En classe, j’aborderais le sujet des notes (pourcentage ou cote, peu importe) avec mes élèves. Je leur demanderais ce qu’ils en pensent, s’ils aiment être notés ou non. Après un survol de leurs opinions, je leur ferais part de mon avis, plutôt tranché, sur le sujet. Je m’attends à avoir des protestations, des incompréhensions par rapport à mon opinion (en fait, c’est ce que je souhaite).
J’inviterais les élèves à m’expliquer ce qu’ils aiment des notes et ce qu’ils n’aiment pas. Après leur avoir laissé du temps pour penser à leur point de vue, je ferais un débat en classe pour ou contre la notation à l’école.
Je demanderais aux élèves d’écrire une lettre aux gens du MELSQ afin de leur faire part de leurs réflexions par rapport au sujet. Ceux qui seraient pour les notes pourraient expliquer quelles sont leurs raisons de vouloir un système de notation et de quelle manière ils voudraient être notés (autant les épreuves que le système de notation en tant que tel). Ceux qui seraient contre devraient dire pourquoi ils le sont, et quelles sont, selon eux, les alternatives possibles à la notation.

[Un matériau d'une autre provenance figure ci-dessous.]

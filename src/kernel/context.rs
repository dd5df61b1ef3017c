//! Request-scoped contexts for tools and policy.
//!
//! Both contexts are explicit values created at request start and dropped
//! on every exit path; nothing here is task-local or shared across
//! requests. The trace context carries the mutable policy flags that
//! enforce cross-step delegation contracts.

use std::path::PathBuf;
use std::sync::Arc;

use tokio::sync::Mutex;

use crate::repos::embedding::Embedder;
use crate::repos::{EventRepository, MemoryRepository};
use crate::tools::large_response::LargeResponsePipeline;

/// Everything a tool adapter may need during one request.
pub struct ToolRuntimeContext {
    /// Owning tenant.
    pub tenant_id: String,
    /// Requesting user.
    pub user_id: String,
    /// Session identifier.
    pub session_id: String,
    /// Trace correlation identifier for this request.
    pub plan_id: String,
    /// Memory store, when configured.
    pub memory_repo: Option<Arc<dyn MemoryRepository>>,
    /// Embedding provider, when configured.
    pub embedder: Option<Arc<dyn Embedder>>,
    /// Path to `communication_config.json`, when configured.
    pub communication_config_path: Option<PathBuf>,
    /// Shared spill/extract pipeline for oversized tool output.
    pub large_response: Arc<LargeResponsePipeline>,
}

impl std::fmt::Debug for ToolRuntimeContext {
    fn fmt(&self, f: &mut std::fmt::Formatter<'_>) -> std::fmt::Result {
        f.debug_struct("ToolRuntimeContext")
            .field("tenant_id", &self.tenant_id)
            .field("session_id", &self.session_id)
            .field("plan_id", &self.plan_id)
            .field("memory_repo", &self.memory_repo.is_some())
            .field("embedder", &self.embedder.is_some())
            .finish()
    }
}

/// Mutable delegation-contract state, updated as transfers and tool calls
/// stream through the policy engine.
#[derive(Debug, Default, Clone)]
pub struct PolicyFlags {
    /// A successful transfer to the memory sub-agent happened.
    pub memory_precheck_seen: bool,
    /// A successful transfer to the planner happened.
    pub planner_transfer_seen: bool,
    /// The planner called `find_relevant_skill`.
    pub planner_find_called: bool,
    /// The planner called `load_instruction(s)`.
    pub planner_load_called: bool,
    /// Skill discovery returned an empty result set.
    pub planner_no_skills_found: bool,
    /// Tools the planner actually saw, recorded at prompt time.
    pub planner_available_tools: Option<Vec<String>>,
}

/// Per-request trace and policy state.
pub struct TraceContext {
    /// Event mirror target, when tracing is enabled.
    pub event_repo: Option<Arc<dyn EventRepository>>,
    /// Owning tenant.
    pub tenant_id: String,
    /// Session identifier.
    pub session_id: String,
    /// Trace correlation identifier.
    pub plan_id: String,
    /// First-turn requests must visit the planner before the executor.
    pub require_planner_first: bool,
    /// Whether memory usage is allowed at all this request.
    pub allow_memory: bool,
    /// Whether a memory pre-check must precede planning/execution.
    pub require_memory_precheck: bool,
    /// Tools the planner endpoint is expected to expose.
    pub planner_expected_tools: Vec<String>,
    flags: Mutex<PolicyFlags>,
}

impl std::fmt::Debug for TraceContext {
    fn fmt(&self, f: &mut std::fmt::Formatter<'_>) -> std::fmt::Result {
        f.debug_struct("TraceContext")
            .field("tenant_id", &self.tenant_id)
            .field("session_id", &self.session_id)
            .field("plan_id", &self.plan_id)
            .field("require_planner_first", &self.require_planner_first)
            .field("allow_memory", &self.allow_memory)
            .field("require_memory_precheck", &self.require_memory_precheck)
            .finish()
    }
}

impl TraceContext {
    /// Create a fresh context with cleared flags.
    #[allow(clippy::too_many_arguments)]
    pub fn new(
        event_repo: Option<Arc<dyn EventRepository>>,
        tenant_id: &str,
        session_id: &str,
        plan_id: &str,
        require_planner_first: bool,
        allow_memory: bool,
        require_memory_precheck: bool,
        planner_expected_tools: Vec<String>,
    ) -> Self {
        Self {
            event_repo,
            tenant_id: tenant_id.to_owned(),
            session_id: session_id.to_owned(),
            plan_id: plan_id.to_owned(),
            require_planner_first,
            allow_memory,
            require_memory_precheck,
            planner_expected_tools,
            flags: Mutex::new(PolicyFlags::default()),
        }
    }

    /// Run `mutate` against the policy flags under the lock.
    pub async fn with_flags<T>(&self, mutate: impl FnOnce(&mut PolicyFlags) -> T) -> T {
        let mut flags = self.flags.lock().await;
        mutate(&mut flags)
    }

    /// Snapshot the current flags.
    pub async fn flags(&self) -> PolicyFlags {
        self.flags.lock().await.clone()
    }
}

Évidemment, ces activités ne seraient pas notées, puisque ce serait aller contre mon propos. De cette manière, il serait possible de voir de quelle manière les élèves travaillent sans être notés. C’est pour cette raison qu’il est primordial qu'il y ait un but à atteindre (dans ce cas-ci, la lettre) à la fin de l’activité.
À ma connaissance, ce genre de questionnement n’est jamais abordé avec les élèves. On ne leur demande à peu près jamais de se positionner par rapport à des enjeux qui les concernent aussi directement. Je crois que ce genre d’activité pourrait rendre les élèves beaucoup plus critiques par rapport à ce qui les entoure et, surtout, les amènerait à chercher des alternatives à ce qu’on leur impose plutôt que de simplement critiquer de manière superficielle.
Je suis consciente qu’en étant au cœur du système, certaines ambivalences se retrouvent dans cette activité. D’abord, parce que le conflit ne vient pas d’eux, mais qu’il est créé par un élément extérieur, c’est-à-dire l’enseignant. Par ailleurs, le fait que l’enseignant fasse figure d’autorité pourrait influencer le jugement des élèves. Finalement, les activités proposées sont les mêmes pour chacun, ce qui va à l’encontre de ce que j’ai énoncé tout à l’heure. Je crois que le fait d’être consciente de ces limites me permettra (et permettra à tout enseignant souhaitant tenter l’expérience) de tenter de les contourner et d’être ouverte par rapport à la réponse des jeunes.
Qu'en pensez-vous ?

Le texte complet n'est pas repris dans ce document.